## Task details
Answer with only the number of lines below where "what" appears.

[Stored data entries]
----------

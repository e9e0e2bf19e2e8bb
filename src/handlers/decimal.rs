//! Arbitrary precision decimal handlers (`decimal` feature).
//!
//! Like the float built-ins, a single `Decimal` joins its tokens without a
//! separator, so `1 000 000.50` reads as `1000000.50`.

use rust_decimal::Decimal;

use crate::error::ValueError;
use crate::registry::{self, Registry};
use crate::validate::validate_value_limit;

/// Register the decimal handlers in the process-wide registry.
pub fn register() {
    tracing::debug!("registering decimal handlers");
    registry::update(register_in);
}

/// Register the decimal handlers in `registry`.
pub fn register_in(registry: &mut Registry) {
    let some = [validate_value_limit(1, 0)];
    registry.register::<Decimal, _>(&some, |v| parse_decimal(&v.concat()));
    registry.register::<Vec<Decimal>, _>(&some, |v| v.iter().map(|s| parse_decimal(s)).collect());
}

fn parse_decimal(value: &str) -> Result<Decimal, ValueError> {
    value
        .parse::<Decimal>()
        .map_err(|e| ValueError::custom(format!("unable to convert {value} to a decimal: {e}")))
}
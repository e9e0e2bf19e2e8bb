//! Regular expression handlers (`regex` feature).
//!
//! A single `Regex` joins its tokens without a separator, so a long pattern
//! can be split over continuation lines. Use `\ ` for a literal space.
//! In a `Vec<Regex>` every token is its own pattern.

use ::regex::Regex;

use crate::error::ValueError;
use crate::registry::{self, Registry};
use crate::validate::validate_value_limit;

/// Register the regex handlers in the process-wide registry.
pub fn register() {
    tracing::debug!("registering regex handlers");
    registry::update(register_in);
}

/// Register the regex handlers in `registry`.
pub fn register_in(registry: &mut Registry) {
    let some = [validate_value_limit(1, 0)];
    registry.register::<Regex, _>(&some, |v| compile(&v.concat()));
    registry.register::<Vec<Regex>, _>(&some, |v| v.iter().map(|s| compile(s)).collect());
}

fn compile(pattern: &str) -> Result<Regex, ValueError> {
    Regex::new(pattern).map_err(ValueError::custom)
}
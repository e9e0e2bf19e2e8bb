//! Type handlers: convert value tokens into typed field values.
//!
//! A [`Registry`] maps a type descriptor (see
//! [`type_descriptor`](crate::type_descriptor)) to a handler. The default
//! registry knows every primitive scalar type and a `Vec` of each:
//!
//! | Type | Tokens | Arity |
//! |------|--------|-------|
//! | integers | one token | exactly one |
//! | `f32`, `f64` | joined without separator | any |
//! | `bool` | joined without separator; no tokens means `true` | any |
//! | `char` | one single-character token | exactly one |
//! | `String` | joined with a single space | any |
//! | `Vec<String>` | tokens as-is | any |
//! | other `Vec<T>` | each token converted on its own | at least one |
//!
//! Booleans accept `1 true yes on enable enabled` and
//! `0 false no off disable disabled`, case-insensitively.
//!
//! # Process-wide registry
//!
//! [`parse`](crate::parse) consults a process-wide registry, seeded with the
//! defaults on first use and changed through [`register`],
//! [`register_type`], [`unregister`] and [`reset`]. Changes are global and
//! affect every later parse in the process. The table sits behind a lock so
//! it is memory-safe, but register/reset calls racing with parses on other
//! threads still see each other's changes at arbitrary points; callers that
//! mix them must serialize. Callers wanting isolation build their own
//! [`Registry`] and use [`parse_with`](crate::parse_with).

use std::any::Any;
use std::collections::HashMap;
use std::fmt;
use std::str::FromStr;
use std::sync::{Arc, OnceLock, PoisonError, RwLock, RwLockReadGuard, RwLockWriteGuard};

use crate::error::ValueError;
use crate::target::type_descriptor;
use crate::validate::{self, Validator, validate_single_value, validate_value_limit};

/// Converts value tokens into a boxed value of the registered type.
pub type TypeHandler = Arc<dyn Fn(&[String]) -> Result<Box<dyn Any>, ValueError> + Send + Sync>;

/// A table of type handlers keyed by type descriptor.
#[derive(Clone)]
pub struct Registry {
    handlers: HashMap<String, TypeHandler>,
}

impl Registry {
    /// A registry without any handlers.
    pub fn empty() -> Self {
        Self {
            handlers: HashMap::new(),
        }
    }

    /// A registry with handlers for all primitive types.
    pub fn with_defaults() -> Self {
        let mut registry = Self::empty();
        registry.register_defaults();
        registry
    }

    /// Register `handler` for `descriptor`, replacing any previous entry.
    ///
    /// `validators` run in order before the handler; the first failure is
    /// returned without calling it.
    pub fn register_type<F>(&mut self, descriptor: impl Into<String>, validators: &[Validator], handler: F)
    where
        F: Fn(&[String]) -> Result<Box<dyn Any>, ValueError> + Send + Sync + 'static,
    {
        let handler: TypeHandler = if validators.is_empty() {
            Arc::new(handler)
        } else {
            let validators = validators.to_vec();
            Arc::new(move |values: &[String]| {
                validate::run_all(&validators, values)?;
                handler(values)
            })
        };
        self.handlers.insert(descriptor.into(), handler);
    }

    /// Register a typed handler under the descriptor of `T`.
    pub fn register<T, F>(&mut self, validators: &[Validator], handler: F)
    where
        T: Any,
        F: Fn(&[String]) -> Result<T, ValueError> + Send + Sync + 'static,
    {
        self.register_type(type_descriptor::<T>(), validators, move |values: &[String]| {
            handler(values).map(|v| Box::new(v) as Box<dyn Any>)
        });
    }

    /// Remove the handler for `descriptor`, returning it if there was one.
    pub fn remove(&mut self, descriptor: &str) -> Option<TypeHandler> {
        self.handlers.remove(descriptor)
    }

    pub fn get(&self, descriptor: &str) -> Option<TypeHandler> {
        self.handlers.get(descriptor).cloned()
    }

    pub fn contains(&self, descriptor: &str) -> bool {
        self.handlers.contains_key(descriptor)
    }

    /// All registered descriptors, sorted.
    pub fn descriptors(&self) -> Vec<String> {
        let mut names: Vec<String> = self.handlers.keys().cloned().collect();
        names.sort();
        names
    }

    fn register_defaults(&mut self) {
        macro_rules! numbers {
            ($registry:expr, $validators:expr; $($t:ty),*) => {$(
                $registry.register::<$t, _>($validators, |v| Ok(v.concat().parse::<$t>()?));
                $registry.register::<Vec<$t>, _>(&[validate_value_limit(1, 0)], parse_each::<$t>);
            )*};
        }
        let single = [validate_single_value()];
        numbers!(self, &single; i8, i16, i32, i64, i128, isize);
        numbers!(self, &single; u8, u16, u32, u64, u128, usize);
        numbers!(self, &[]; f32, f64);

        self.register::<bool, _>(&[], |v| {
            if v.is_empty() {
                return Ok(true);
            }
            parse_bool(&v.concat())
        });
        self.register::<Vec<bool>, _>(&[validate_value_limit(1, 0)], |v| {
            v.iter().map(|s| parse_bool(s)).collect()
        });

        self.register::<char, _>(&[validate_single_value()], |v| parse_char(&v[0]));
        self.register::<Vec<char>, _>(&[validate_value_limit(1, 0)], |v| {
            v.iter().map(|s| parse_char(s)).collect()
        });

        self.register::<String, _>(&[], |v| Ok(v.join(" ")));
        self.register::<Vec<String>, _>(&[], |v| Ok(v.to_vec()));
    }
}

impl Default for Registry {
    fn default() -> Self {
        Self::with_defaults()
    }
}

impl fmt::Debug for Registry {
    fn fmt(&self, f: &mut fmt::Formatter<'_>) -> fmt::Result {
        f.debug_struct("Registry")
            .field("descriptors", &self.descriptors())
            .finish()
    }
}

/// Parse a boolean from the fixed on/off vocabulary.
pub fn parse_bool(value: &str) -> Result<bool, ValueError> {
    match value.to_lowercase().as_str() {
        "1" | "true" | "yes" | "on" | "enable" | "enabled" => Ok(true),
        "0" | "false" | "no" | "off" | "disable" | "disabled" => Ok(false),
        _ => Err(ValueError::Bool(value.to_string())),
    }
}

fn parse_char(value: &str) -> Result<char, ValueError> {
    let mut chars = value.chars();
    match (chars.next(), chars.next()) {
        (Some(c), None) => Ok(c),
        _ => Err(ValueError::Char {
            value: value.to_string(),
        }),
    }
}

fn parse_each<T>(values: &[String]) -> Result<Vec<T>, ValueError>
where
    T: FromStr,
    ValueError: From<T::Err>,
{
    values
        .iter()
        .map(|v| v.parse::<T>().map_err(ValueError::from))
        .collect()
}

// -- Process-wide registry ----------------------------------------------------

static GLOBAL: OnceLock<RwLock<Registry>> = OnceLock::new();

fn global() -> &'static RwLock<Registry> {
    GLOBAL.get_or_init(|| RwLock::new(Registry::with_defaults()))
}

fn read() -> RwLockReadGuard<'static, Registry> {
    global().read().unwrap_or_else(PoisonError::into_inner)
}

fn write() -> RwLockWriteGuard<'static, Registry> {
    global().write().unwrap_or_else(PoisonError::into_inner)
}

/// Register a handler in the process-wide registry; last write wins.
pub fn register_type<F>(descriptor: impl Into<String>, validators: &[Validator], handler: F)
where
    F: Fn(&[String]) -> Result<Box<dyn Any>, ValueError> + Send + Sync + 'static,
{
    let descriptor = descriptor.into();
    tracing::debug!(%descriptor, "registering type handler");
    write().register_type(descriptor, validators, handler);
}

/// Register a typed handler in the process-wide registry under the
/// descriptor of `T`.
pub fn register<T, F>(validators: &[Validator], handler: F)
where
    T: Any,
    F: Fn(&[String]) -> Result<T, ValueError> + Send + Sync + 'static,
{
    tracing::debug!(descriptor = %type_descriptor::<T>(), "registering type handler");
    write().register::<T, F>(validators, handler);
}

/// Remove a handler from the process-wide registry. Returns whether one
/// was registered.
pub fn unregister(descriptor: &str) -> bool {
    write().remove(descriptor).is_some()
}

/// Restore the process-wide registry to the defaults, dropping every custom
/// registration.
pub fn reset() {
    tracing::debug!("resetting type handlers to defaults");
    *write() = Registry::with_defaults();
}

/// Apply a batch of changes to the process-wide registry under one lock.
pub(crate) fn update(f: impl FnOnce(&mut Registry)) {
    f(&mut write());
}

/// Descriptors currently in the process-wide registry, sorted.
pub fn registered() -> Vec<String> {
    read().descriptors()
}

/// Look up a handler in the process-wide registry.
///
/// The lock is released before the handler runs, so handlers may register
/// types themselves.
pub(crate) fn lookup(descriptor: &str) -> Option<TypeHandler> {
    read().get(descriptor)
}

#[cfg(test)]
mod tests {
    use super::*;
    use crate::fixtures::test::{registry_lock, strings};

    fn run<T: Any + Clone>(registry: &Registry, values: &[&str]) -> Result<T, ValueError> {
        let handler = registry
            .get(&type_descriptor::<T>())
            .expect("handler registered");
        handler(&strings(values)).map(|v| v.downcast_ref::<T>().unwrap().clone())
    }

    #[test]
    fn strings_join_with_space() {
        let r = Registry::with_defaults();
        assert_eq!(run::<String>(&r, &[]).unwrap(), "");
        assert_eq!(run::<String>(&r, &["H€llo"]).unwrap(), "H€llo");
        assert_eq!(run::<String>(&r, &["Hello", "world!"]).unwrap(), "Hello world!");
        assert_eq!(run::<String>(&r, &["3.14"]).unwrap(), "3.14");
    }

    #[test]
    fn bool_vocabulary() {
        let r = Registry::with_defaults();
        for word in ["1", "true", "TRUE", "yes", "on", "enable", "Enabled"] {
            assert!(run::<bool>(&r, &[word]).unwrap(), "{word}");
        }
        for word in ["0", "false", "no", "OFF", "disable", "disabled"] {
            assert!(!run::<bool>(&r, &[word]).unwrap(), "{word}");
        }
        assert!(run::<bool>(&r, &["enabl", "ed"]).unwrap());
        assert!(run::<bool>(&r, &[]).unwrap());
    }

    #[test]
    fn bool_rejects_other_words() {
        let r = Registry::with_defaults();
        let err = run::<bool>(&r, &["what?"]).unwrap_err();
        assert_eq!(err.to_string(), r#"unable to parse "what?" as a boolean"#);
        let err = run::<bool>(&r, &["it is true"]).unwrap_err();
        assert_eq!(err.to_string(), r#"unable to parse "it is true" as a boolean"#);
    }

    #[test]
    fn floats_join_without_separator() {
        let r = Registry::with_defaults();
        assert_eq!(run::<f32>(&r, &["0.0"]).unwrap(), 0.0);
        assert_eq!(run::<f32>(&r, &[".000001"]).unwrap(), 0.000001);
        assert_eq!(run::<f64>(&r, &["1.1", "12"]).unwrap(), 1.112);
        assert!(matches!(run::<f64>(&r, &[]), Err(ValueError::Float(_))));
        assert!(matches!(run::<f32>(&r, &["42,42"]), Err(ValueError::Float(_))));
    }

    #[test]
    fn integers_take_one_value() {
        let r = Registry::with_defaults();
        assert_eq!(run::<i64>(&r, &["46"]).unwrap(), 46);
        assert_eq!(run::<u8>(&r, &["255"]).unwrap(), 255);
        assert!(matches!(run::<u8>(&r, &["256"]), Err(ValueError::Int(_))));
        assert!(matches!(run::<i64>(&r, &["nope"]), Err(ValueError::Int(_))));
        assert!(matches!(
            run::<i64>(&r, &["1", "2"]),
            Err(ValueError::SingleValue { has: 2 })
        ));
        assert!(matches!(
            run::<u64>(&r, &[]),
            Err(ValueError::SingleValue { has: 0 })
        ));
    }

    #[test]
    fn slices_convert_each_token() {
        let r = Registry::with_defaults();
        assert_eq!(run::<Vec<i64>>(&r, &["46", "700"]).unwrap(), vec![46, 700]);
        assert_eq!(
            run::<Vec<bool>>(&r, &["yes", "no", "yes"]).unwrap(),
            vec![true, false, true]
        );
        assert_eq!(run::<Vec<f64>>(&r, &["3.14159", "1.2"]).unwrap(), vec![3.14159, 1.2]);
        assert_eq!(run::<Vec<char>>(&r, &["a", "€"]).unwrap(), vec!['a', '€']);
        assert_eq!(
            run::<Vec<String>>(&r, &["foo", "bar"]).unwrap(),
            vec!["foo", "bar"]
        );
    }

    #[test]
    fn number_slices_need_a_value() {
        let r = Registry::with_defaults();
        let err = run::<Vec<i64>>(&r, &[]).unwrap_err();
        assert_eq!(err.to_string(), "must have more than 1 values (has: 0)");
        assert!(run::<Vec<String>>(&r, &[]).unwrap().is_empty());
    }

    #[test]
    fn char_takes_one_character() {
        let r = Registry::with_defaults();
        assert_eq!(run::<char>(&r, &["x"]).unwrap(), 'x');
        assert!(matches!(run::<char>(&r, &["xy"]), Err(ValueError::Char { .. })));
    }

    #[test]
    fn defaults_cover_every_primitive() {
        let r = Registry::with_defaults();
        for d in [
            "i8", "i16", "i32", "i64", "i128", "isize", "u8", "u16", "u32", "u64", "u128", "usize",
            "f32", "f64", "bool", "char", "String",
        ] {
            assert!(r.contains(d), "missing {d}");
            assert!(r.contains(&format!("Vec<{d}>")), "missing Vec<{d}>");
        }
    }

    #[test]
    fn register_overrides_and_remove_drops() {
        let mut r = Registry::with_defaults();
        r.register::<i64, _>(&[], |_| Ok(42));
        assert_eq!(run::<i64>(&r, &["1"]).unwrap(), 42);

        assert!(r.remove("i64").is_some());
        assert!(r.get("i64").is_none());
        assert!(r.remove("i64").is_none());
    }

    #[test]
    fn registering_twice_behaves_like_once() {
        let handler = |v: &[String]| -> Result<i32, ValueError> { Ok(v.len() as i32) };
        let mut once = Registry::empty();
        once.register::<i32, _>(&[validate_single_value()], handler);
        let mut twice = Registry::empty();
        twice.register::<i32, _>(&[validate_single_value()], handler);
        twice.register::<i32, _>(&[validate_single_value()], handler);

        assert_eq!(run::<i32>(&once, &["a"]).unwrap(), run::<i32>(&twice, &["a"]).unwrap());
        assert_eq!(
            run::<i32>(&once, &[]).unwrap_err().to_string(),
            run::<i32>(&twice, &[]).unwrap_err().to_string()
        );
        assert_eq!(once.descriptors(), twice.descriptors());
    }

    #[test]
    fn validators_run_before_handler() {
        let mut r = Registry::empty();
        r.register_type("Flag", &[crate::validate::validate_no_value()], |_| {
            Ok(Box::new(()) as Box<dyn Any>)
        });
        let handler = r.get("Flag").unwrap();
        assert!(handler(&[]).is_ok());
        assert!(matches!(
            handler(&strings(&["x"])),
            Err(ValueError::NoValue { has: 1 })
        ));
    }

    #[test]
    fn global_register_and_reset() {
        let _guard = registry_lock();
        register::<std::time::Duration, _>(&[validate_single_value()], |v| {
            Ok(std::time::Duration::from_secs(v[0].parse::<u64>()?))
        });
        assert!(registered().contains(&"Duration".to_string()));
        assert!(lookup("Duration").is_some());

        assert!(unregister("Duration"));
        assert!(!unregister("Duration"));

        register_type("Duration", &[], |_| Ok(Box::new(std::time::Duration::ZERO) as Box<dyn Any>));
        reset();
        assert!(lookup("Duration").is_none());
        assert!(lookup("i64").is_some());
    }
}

----------

## Response box
2